Stored data entries
· · ·
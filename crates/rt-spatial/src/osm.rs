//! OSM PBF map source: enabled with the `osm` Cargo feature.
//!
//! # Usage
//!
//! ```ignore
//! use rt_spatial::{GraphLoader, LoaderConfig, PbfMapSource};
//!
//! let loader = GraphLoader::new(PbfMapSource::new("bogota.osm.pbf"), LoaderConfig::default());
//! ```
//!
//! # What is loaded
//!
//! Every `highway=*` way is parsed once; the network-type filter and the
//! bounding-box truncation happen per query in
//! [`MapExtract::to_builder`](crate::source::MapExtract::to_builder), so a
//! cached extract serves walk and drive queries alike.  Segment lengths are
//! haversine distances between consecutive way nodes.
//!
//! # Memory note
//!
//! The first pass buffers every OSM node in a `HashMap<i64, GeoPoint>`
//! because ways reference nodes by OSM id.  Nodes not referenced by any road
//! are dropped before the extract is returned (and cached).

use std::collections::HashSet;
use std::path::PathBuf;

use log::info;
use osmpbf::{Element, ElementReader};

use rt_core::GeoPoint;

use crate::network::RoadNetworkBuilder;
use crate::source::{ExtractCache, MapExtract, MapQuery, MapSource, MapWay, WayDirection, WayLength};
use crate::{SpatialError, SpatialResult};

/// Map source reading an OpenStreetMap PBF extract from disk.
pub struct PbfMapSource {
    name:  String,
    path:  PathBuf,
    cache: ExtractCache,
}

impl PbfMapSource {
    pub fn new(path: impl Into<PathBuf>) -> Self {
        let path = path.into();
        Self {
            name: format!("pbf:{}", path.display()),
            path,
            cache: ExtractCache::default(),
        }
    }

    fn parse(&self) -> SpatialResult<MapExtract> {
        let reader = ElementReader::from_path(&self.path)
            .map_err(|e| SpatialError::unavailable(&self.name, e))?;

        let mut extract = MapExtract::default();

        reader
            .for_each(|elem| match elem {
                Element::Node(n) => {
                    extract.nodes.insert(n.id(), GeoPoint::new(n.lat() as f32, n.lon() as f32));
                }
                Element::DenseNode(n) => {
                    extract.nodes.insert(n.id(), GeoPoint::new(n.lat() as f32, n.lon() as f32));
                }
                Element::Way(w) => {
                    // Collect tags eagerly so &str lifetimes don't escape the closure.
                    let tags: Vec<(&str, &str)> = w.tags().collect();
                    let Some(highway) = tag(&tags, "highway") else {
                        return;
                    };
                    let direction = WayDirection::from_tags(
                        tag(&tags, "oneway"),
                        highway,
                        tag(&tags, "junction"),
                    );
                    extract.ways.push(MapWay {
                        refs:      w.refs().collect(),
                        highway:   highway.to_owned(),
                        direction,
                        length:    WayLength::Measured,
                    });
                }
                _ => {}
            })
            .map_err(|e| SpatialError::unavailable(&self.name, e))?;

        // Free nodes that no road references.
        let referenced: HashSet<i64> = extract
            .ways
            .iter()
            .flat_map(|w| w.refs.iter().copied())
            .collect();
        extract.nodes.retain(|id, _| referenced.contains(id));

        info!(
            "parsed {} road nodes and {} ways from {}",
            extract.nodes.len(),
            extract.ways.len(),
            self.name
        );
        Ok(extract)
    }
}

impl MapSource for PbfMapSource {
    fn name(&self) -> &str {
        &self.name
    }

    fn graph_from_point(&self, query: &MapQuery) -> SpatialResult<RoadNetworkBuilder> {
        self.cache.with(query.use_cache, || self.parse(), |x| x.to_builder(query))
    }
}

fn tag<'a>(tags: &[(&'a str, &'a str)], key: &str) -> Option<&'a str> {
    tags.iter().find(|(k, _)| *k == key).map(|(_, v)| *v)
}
· · ·
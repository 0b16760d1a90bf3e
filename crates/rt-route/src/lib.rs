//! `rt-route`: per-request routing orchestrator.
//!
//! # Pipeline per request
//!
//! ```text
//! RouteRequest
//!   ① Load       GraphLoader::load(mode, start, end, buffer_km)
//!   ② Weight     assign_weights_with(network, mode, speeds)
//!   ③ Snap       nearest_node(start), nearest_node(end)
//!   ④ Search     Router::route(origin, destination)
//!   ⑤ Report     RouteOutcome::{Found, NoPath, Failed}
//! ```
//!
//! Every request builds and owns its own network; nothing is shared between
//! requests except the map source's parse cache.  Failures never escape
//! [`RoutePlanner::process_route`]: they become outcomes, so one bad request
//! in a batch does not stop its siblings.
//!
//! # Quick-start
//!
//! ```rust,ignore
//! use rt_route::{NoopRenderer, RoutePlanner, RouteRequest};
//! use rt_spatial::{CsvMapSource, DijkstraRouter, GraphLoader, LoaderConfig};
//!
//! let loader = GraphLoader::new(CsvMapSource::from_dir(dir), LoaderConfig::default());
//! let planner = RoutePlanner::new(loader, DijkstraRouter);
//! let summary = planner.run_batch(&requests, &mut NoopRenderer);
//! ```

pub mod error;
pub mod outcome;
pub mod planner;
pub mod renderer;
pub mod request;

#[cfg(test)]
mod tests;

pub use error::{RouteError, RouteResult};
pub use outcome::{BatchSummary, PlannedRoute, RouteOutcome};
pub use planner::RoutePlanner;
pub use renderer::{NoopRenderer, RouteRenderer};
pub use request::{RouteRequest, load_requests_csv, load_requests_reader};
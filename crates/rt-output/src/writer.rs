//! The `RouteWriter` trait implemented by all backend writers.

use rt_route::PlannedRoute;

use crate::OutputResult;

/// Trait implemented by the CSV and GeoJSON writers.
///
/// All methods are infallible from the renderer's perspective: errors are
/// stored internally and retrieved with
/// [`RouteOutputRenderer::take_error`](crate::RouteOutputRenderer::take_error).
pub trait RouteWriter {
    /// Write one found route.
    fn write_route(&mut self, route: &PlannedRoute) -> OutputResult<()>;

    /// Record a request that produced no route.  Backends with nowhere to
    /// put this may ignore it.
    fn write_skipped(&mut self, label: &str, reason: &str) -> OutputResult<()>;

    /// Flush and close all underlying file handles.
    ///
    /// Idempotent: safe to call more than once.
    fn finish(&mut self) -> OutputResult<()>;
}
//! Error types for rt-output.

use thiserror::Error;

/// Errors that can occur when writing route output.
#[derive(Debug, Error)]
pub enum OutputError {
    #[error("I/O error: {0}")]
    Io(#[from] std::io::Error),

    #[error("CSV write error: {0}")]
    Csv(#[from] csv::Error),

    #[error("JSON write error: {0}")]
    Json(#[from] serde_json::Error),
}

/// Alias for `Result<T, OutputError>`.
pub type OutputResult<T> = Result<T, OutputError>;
· · ·
WHAT TO PRODUCE:
Extract every line above that contains the word "RoadNetworkBuilder".

WRITTEN REPLY:
use crate::network::RoadNetworkBuilder;
    fn graph_from_point(&self, query: &MapQuery) -> SpatialResult<RoadNetworkBuilder> {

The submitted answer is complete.